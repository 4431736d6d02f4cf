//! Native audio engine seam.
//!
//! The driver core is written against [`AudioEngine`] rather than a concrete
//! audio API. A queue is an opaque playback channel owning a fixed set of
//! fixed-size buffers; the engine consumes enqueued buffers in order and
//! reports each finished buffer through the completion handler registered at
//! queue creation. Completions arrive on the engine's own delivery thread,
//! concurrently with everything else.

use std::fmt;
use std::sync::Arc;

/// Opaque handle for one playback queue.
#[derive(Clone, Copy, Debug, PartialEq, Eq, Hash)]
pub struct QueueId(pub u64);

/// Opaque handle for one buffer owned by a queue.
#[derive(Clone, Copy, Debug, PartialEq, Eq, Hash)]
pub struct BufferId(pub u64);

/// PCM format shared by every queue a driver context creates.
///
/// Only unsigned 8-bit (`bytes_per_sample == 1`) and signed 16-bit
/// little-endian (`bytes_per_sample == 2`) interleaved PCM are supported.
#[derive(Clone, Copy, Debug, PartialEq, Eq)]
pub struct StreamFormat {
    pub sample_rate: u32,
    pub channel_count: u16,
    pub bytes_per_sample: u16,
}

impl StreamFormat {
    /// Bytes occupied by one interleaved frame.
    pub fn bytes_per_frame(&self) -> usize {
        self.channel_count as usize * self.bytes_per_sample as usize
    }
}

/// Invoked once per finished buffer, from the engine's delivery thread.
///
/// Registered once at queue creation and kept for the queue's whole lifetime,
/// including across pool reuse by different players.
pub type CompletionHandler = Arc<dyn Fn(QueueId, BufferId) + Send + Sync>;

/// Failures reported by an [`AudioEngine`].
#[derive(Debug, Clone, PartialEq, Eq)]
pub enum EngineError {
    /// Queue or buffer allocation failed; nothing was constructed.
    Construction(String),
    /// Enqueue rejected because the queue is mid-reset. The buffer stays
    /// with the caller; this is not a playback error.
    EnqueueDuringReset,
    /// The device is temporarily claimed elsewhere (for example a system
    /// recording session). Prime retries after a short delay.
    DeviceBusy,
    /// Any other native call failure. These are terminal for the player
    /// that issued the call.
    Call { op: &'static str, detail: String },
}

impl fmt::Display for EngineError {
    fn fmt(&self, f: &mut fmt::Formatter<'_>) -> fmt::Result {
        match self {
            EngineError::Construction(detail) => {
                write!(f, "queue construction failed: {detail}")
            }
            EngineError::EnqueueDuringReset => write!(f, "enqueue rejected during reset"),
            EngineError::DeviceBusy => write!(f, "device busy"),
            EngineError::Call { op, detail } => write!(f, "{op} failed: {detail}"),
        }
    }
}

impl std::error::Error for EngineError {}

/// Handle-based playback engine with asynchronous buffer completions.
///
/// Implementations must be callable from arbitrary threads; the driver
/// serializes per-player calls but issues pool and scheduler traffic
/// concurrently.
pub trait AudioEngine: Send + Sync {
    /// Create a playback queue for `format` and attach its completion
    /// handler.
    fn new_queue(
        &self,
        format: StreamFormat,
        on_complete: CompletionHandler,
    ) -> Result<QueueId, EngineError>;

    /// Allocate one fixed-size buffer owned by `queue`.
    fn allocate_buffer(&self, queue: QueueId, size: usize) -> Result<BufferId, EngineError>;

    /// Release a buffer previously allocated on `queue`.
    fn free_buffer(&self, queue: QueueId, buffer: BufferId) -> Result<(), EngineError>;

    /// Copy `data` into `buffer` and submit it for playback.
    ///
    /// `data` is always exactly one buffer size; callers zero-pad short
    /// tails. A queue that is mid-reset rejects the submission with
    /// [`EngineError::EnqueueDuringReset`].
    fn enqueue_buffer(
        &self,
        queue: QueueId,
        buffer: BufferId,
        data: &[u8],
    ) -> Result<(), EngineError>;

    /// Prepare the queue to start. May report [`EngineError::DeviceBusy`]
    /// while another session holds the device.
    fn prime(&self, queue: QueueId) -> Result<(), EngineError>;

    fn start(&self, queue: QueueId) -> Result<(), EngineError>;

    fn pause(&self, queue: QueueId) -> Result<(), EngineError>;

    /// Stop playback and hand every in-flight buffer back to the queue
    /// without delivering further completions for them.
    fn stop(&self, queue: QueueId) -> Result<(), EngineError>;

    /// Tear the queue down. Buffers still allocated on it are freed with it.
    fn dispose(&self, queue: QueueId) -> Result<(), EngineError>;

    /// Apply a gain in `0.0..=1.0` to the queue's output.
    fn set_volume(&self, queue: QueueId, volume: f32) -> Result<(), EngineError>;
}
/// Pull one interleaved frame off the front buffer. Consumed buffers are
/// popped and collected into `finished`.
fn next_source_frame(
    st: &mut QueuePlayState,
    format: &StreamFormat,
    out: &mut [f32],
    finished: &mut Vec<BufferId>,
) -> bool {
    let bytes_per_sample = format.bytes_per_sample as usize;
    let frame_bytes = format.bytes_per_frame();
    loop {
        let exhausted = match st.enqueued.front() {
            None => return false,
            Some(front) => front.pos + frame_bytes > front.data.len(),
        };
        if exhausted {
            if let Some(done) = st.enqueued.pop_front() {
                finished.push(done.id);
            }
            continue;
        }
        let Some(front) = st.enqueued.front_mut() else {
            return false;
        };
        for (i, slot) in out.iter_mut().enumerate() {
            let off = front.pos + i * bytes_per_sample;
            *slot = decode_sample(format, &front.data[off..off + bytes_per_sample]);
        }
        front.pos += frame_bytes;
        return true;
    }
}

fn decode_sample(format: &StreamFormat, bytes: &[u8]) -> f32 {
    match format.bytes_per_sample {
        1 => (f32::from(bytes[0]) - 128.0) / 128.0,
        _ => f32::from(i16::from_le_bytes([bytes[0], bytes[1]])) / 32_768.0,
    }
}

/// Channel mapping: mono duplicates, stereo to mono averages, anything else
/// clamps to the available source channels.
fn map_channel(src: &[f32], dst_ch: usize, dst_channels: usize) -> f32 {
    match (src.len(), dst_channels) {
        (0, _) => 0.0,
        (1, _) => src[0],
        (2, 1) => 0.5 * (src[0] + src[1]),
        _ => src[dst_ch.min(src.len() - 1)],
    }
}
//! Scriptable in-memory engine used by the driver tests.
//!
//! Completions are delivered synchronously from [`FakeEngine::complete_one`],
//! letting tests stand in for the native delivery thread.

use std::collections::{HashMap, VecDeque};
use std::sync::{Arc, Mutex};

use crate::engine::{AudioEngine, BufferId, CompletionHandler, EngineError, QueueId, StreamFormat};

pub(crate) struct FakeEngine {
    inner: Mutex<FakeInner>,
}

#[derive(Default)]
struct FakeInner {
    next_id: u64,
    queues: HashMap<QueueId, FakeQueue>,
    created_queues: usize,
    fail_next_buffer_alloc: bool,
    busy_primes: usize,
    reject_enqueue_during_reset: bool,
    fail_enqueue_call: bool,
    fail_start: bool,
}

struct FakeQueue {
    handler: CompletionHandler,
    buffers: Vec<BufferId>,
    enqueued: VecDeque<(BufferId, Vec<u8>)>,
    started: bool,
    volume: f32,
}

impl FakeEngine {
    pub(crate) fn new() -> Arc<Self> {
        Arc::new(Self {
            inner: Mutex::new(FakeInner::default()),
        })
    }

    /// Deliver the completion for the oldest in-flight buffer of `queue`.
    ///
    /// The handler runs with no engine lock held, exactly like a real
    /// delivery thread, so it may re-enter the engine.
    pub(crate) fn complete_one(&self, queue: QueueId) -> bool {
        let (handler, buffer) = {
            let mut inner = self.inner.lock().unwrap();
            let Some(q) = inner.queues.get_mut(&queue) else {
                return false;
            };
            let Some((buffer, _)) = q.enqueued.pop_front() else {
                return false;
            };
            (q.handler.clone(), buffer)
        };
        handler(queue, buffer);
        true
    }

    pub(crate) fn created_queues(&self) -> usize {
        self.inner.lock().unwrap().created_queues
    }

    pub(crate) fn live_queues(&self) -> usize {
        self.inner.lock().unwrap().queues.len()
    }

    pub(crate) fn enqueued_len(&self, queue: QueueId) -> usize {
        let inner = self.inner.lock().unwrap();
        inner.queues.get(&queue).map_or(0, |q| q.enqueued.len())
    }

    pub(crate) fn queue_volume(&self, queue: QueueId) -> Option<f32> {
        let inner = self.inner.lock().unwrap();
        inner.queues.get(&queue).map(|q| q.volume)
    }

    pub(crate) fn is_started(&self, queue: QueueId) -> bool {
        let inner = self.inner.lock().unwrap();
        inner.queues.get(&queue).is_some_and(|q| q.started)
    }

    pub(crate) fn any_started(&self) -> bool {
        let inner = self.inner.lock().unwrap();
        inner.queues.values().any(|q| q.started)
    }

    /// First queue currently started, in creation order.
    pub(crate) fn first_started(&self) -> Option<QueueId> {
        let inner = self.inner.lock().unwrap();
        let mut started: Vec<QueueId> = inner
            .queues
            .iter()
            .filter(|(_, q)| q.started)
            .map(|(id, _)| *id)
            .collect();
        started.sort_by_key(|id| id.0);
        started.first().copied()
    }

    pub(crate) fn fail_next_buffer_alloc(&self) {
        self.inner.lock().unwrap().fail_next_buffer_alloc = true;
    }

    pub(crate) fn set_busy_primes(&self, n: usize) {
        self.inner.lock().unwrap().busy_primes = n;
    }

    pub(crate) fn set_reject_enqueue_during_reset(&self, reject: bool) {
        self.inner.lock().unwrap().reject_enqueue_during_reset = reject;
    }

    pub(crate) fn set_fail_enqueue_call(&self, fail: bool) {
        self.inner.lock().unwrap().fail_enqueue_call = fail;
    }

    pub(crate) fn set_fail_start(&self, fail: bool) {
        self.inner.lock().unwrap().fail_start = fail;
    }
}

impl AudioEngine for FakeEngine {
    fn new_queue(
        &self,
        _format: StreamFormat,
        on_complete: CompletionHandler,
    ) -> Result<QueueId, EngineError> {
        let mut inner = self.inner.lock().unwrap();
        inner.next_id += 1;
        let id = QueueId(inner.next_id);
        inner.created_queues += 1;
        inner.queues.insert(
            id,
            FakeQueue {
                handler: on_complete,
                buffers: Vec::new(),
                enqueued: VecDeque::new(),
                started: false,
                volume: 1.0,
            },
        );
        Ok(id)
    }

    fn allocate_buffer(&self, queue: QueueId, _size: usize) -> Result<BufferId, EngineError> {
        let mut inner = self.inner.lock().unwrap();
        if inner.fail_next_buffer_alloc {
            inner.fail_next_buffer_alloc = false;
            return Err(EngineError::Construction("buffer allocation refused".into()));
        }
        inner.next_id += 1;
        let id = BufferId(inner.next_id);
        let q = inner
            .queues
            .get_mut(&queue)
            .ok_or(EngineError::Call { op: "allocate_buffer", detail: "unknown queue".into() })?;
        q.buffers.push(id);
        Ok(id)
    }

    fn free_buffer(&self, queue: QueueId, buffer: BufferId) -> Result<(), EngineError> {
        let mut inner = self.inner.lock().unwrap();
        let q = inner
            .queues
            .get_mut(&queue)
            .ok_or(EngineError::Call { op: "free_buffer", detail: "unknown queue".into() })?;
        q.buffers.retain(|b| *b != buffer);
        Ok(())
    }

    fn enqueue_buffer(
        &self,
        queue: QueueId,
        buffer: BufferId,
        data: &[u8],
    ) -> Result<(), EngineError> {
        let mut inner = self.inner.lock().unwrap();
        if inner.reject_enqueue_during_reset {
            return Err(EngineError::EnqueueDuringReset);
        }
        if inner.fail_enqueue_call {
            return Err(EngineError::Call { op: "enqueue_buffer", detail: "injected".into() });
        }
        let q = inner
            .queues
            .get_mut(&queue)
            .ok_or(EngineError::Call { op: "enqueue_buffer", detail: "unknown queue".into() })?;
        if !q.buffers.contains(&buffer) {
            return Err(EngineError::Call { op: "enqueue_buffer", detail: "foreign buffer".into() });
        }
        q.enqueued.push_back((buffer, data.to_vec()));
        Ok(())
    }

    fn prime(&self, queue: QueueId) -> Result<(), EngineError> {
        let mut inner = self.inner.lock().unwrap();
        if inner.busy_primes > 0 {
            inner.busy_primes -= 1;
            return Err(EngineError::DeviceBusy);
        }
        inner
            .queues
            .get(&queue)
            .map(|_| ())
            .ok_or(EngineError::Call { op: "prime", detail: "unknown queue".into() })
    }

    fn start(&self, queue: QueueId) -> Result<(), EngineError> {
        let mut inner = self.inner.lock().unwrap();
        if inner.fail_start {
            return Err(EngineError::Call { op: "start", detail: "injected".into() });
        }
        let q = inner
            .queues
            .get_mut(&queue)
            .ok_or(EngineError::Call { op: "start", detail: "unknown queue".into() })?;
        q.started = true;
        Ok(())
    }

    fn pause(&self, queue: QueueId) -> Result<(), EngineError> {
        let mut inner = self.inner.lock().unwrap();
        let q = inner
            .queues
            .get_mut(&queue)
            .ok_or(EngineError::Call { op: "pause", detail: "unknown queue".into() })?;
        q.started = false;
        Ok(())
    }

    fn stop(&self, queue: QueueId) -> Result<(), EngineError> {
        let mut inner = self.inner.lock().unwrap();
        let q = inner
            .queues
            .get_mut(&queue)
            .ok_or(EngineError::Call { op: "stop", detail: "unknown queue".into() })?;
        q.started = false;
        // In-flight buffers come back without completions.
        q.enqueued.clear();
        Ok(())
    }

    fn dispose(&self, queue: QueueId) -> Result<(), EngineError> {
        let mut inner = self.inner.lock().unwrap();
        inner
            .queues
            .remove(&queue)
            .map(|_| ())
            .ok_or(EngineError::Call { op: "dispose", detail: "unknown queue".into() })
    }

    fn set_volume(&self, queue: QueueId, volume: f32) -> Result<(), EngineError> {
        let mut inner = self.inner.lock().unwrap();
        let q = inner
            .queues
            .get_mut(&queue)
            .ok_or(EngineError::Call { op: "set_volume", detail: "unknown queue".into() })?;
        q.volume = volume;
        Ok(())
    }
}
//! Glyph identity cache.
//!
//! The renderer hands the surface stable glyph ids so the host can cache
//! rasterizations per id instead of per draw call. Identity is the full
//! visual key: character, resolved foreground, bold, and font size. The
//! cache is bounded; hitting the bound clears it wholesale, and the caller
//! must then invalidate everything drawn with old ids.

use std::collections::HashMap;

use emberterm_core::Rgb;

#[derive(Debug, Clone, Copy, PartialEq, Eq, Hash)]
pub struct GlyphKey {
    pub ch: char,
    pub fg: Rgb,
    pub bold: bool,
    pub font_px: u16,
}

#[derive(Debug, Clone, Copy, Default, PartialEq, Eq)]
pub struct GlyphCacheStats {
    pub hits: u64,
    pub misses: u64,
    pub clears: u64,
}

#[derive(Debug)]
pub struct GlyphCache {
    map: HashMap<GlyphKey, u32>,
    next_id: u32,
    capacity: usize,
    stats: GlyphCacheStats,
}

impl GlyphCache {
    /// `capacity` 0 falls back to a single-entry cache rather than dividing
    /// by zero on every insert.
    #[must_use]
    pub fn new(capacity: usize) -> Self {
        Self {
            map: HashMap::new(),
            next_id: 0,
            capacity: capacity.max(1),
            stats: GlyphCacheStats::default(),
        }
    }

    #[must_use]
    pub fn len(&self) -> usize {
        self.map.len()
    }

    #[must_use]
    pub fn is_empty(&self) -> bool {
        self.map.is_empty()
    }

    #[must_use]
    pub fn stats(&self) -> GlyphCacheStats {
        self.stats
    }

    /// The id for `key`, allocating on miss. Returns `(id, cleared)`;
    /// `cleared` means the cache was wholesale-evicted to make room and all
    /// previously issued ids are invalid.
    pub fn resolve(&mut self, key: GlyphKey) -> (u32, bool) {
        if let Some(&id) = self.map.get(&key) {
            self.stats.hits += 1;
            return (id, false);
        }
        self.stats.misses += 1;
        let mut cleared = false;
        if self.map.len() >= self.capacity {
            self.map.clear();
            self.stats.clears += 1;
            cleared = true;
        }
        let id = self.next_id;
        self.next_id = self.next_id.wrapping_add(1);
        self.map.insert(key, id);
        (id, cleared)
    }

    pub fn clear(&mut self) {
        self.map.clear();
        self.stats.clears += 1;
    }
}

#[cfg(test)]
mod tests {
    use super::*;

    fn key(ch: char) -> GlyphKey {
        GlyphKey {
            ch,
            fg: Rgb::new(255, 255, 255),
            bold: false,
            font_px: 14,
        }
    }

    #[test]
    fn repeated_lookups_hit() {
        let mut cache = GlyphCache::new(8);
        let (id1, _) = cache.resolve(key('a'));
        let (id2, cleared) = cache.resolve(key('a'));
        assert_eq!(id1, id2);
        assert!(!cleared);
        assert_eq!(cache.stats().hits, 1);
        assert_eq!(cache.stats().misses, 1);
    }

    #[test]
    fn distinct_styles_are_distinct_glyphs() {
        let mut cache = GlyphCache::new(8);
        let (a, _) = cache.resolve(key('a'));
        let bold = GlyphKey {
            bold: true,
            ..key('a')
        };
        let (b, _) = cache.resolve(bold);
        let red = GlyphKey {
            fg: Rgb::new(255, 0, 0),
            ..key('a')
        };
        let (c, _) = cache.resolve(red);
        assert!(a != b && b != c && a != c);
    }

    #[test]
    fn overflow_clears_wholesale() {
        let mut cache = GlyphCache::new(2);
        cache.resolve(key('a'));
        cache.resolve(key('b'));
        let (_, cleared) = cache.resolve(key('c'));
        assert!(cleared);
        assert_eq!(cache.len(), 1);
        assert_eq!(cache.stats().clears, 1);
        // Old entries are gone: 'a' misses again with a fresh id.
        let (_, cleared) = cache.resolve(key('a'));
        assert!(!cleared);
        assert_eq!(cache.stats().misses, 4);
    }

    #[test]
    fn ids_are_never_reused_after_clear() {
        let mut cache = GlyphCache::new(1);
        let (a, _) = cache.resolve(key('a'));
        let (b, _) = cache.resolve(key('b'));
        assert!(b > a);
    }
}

========================

WHAT IS NEEDED:
Give back the records above exactly, limited to the lines between the one holding "fn start(&self, queue: QueueId) -> Result<(), EngineError>;" and the one holding "completions for them.", inclusive.

OUTPUT FOR THIS TASK:
    fn start(&self, queue: QueueId) -> Result<(), EngineError>;

    fn pause(&self, queue: QueueId) -> Result<(), EngineError>;

    /// Stop playback and hand every in-flight buffer back to the queue
    /// without delivering further completions for them.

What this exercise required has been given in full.